(Data excerpts)
= Beginning of Section =
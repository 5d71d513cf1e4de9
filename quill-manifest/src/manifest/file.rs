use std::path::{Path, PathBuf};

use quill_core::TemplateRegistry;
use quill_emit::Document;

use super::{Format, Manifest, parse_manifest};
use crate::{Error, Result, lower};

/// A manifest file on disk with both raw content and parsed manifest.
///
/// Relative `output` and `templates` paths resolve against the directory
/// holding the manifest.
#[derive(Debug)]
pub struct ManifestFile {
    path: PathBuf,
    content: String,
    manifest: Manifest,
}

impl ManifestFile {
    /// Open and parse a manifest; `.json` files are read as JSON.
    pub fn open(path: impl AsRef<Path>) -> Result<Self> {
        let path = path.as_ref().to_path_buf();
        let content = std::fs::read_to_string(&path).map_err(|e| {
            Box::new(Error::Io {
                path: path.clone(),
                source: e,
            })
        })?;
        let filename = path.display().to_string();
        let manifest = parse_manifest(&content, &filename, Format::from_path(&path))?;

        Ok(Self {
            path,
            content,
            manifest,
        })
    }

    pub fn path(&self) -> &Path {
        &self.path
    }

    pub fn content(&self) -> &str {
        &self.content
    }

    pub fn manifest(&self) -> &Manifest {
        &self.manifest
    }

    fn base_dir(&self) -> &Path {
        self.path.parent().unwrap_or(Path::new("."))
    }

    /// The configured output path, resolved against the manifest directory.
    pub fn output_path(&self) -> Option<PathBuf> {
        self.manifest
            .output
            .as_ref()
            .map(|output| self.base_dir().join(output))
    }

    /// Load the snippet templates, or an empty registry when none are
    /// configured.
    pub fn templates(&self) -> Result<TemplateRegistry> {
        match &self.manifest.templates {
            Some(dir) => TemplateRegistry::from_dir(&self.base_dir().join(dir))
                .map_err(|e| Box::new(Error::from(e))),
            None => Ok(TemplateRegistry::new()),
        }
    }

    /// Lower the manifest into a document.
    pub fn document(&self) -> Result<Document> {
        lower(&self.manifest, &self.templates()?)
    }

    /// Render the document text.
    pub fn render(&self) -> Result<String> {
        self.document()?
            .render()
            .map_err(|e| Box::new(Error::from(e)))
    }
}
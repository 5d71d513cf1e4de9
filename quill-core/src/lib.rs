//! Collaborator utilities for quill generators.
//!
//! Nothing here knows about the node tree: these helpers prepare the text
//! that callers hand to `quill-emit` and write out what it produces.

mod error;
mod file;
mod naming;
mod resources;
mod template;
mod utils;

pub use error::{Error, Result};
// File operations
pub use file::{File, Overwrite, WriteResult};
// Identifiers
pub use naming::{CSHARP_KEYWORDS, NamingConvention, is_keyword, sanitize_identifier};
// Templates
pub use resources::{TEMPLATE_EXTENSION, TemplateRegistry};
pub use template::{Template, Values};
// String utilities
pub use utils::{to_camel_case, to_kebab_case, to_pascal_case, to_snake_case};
= End of Section =
= WHAT YOU SHOULD DO =
All lines with the word "text" must be located in the data and copied.

= TASK RESULT =
    /// Render the document text.
//! Nothing here knows about the node tree: these helpers prepare the text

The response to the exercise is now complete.